S.G. : Je l’accepte mais je ne peux pas le comprendre. Je ne peux concevoir que pour un plaisir de 5 minutes, d’une bonne assiette de viande, alors on fasse souffrir de la sorte un animal. Comment peut-on vouloir cela uniquement pour un petit plaisir personnel ? Je sais que le pas vers l’arrêt définitif de consommation de la viande est difficile. Mais je peux témoigner personnellement que l’alimentation vegan est aussi très nutritive et source de plaisirs.

 

Lph : Aujourd’hui où en es-tu de ton engagement associatif ?

S.G. : L’association que j’ai créée a cessé d’exister mais je milite dans d’autres associations. Parallèlement, je suis en train de créer un mouvement comparable à celui de Greta Thunberg, pour la cause animale. Un mouvement mondial qui regroupera des jeunes qui ont entre 16 et 20 ans. Des journalistes français des médias  »Brut » et  »Combini » m’ont déjà contacté pour en parler. Le lancement de ce mouvement est prévu pour juin 2020.

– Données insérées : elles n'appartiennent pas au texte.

use rand::{Rng, seq::SliceRandom};
use tracing::{debug, warn};

use crate::core::{Hand, chebyshev_distance};
use crate::range::{HandMap, RangeSnapshot, action_for};

use super::{ClassicSubtype, TrainingDefinition, TrainingMode};

/// A range copied out of a snapshot for the length of a session.
#[derive(Debug, Clone, PartialEq, Eq)]
pub struct TrainingRange {
    pub id: String,
    pub name: String,
    pub folder_name: String,
    pub hands: HandMap,
}

/// Look the given ids up across all folders, in the given order.
///
/// Ids that no longer exist are skipped.
pub fn resolve_ranges(snapshot: &RangeSnapshot, range_ids: &[String]) -> Vec<TrainingRange> {
    range_ids
        .iter()
        .filter_map(|id| match snapshot.find_range(id) {
            Some((folder, range)) => Some(TrainingRange {
                id: range.id.clone(),
                name: range.name.clone(),
                folder_name: folder.name.clone(),
                hands: range.hands.clone(),
            }),
            None => {
                warn!(range_id = %id, "Training references a missing range, skipping");
                None
            }
        })
        .collect()
}

/// Every hand once, in random order.
pub fn all_hands<R: Rng + ?Sized>(rng: &mut R) -> Vec<Hand> {
    let mut hands = Hand::all();
    hands.shuffle(rng);
    hands
}

/// Hands within `distance` cells of a cell that resolves to a different
/// action, in grid order.
pub fn border_hands(hands: &HandMap, distance: usize) -> Vec<Hand> {
    let all = Hand::all();
    all.iter()
        .filter(|hand| {
            let action = action_for(hands, hand);
            all.iter().any(|other| {
                chebyshev_distance(hand, other) <= distance && action_for(hands, other) != action
            })
        })
        .copied()
        .collect()
}

/// A shuffled sample of at most `limit` border hands. A range with no
/// boundary at all yields a random sample of all hands instead.
pub fn border_check<R: Rng + ?Sized>(
    hands: &HandMap,
    distance: usize,
    limit: usize,
    rng: &mut R,
) -> Vec<Hand> {
    let mut candidates = border_hands(hands, distance);
    if candidates.is_empty() {
        debug!("Range has no action boundary, sampling from all hands");
        candidates = Hand::all();
    }
    candidates.shuffle(rng);
    candidates.truncate(limit);
    candidates
}

/// One question of a session.
#[derive(Debug, Clone, Copy, PartialEq, Eq)]
pub enum PlanItem {
    /// Classic: name the action for this hand.
    Hand(Hand),
    /// Border-repeat: rebuild the range at this index of the plan's ranges.
    Range(usize),
}

/// The fixed list of questions of one session along with the ranges they
/// are scored against.
#[derive(Debug, Clone, PartialEq, Eq)]
pub struct TrainingPlan {
    pub ranges: Vec<TrainingRange>,
    pub items: Vec<PlanItem>,
    /// Delay attached to the automatic advance after a correct classic
    /// answer.
    pub auto_advance_delay_ms: u64,
}

impl TrainingPlan {
    /// Build the question list for a definition.
    pub fn generate<R: Rng + ?Sized>(
        definition: &TrainingDefinition,
        ranges: Vec<TrainingRange>,
        config: &crate::config::TrainerConfig,
        rng: &mut R,
    ) -> Self {
        let items = match (definition.mode, ranges.first()) {
            (_, None) => vec![],
            (TrainingMode::BorderRepeat, Some(_)) => (0..ranges.len()).map(PlanItem::Range).collect(),
            (TrainingMode::Classic, Some(reference)) => {
                let hands = match definition.classic_subtype().unwrap_or_default() {
                    ClassicSubtype::AllHands => all_hands(rng),
                    ClassicSubtype::BorderCheck => border_check(
                        &reference.hands,
                        config.border_check_distance,
                        config.border_check_questions,
                        rng,
                    ),
                };
                hands.into_iter().map(PlanItem::Hand).collect()
            }
        };
        debug!(
            training_id = %definition.id,
            questions = items.len(),
            "Generated training plan"
        );

        Self {
            ranges,
            items,
            auto_advance_delay_ms: config.auto_advance_delay_ms,
        }
    }

    /// Range a classic session is scored against.
    pub fn reference(&self) -> Option<&TrainingRange> {
        self.ranges.first()
    }

    /// Range a question is scored against.
    pub fn range_for(&self, item: PlanItem) -> Option<&TrainingRange> {
        match item {
            PlanItem::Hand(_) => self.reference(),
            PlanItem::Range(idx) => self.ranges.get(idx),
        }
    }

    pub fn len(&self) -> usize {
        self.items.len()
    }

    pub fn is_empty(&self) -> bool {
        self.items.is_empty()
    }
}

#[cfg(test)]
mod tests {
    use super::*;
    use crate::config::TrainerConfig;
    use crate::core::HAND_COUNT;
    use crate::range::{Folder, Range};
    use rand::{SeedableRng, rngs::StdRng};
    use std::collections::HashSet;

    fn hand(s: &str) -> Hand {
        Hand::from_notation(s).unwrap()
    }

    fn snapshot() -> RangeSnapshot {
        let mut open = Range::new("open".to_string(), "Open".to_string());
        open.hands.insert(hand("AA"), "raise".to_string());
        RangeSnapshot::new(
            vec![
                Folder {
                    id: "f1".to_string(),
                    name: "BTN".to_string(),
                    ranges: vec![open],
                },
                Folder {
                    id: "f2".to_string(),
                    name: "CO".to_string(),
                    ranges: vec![Range::new("empty".to_string(), "Empty".to_string())],
                },
            ],
            Default::default(),
        )
    }

    fn definition(mode: TrainingMode, subtype: Option<ClassicSubtype>) -> TrainingDefinition {
        TrainingDefinition {
            id: "t".to_string(),
            name: "T".to_string(),
            mode,
            subtype,
            ranges: vec!["empty".to_string(), "open".to_string()],
            created_at: 0,
        }
    }

    #[test_log::test]
    fn test_resolve_skips_missing() {
        let ids = vec!["gone".to_string(), "open".to_string(), "empty".to_string()];
        let ranges = resolve_ranges(&snapshot(), &ids);
        assert_eq!(2, ranges.len());
        assert_eq!("open", ranges[0].id);
        assert_eq!("BTN", ranges[0].folder_name);
        assert_eq!("CO", ranges[1].folder_name);
    }

    #[test]
    fn test_all_hands_is_a_permutation() {
        let mut rng = StdRng::seed_from_u64(7);
        let hands = all_hands(&mut rng);
        assert_eq!(HAND_COUNT, hands.len());
        let unique: HashSet<Hand> = hands.into_iter().collect();
        assert_eq!(HAND_COUNT, unique.len());
    }

    #[test]
    fn test_border_hands_around_single_cell() {
        let mut hands = HandMap::new();
        hands.insert(hand("AA"), "raise".to_string());

        let border = border_hands(&hands, 2);
        // AA sits in the corner, so the 3x3 block at distance 2 is the border.
        assert_eq!(9, border.len());
        assert!(border.contains(&hand("AA")));
        assert!(border.contains(&hand("AQs")));
        assert!(border.contains(&hand("QQ")));
        assert!(!border.contains(&hand("AJs")));

        assert_eq!(4, border_hands(&hands, 1).len());
    }

    #[test]
    fn test_border_hands_treat_explicit_fold_as_unmapped() {
        let mut hands = HandMap::new();
        hands.insert(hand("AA"), crate::range::FOLD.to_string());
        assert!(border_hands(&hands, 2).is_empty());
    }

    #[test]
    fn test_border_check_caps_and_falls_back() {
        let mut rng = StdRng::seed_from_u64(1);
        let mut hands = HandMap::new();
        hands.insert(hand("AA"), "raise".to_string());

        let sample = border_check(&hands, 2, 20, &mut rng);
        assert_eq!(9, sample.len());

        let sample = border_check(&hands, 2, 5, &mut rng);
        assert_eq!(5, sample.len());

        let sample = border_check(&HandMap::new(), 2, 20, &mut rng);
        assert_eq!(20, sample.len());
    }

    #[test]
    fn test_generate_plans() {
        let mut rng = StdRng::seed_from_u64(3);
        let config = TrainerConfig::default();
        let snapshot = snapshot();

        let def = definition(TrainingMode::BorderRepeat, None);
        let plan = TrainingPlan::generate(&def, resolve_ranges(&snapshot, &def.ranges), &config, &mut rng);
        assert_eq!(vec![PlanItem::Range(0), PlanItem::Range(1)], plan.items);
        assert_eq!("Empty", plan.range_for(PlanItem::Range(0)).unwrap().name);

        let def = definition(TrainingMode::Classic, Some(ClassicSubtype::AllHands));
        let plan = TrainingPlan::generate(&def, resolve_ranges(&snapshot, &def.ranges), &config, &mut rng);
        assert_eq!(HAND_COUNT, plan.len());
        assert_eq!("empty", plan.reference().unwrap().id);
        assert_eq!(3000, plan.auto_advance_delay_ms);

        // The reference is the first resolved range, which is empty here.
        let def = definition(TrainingMode::Classic, Some(ClassicSubtype::BorderCheck));
        let plan = TrainingPlan::generate(&def, resolve_ranges(&snapshot, &def.ranges), &config, &mut rng);
        assert_eq!(config.border_check_questions, plan.len());

        let plan = TrainingPlan::generate(&def, vec![], &config, &mut rng);
        assert!(plan.is_empty());
    }
}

Par ailleurs, j’ai été au Sommet sur le climat de l’ONU. J’y suis allé en tant qu’ambassadeur d’une association écologique, représentant de la branche biodiversité. J’ai été sélectionné parmi 300 candidats pour participer à ce grand rendez-vous. Grâce à cela, je développe sans arrêt des compétences et des connaissances. Je rencontre beaucoup d’experts.

 

Lph : Ce n’était donc pas ta crise d’adolescence ?

S.G. : Vraiment pas ! D’ailleurs quand j’ai été à l’ONU, mes parents se sont vraiment rendus compte que c’était sérieux. Je suis déterminé, c’est une cause qui mérite que l’on s’y consacre. Parce qu’en réalité, il s’agit de protéger le monde animal, mais à travers lui la planète et l’humanité dans son ensemble.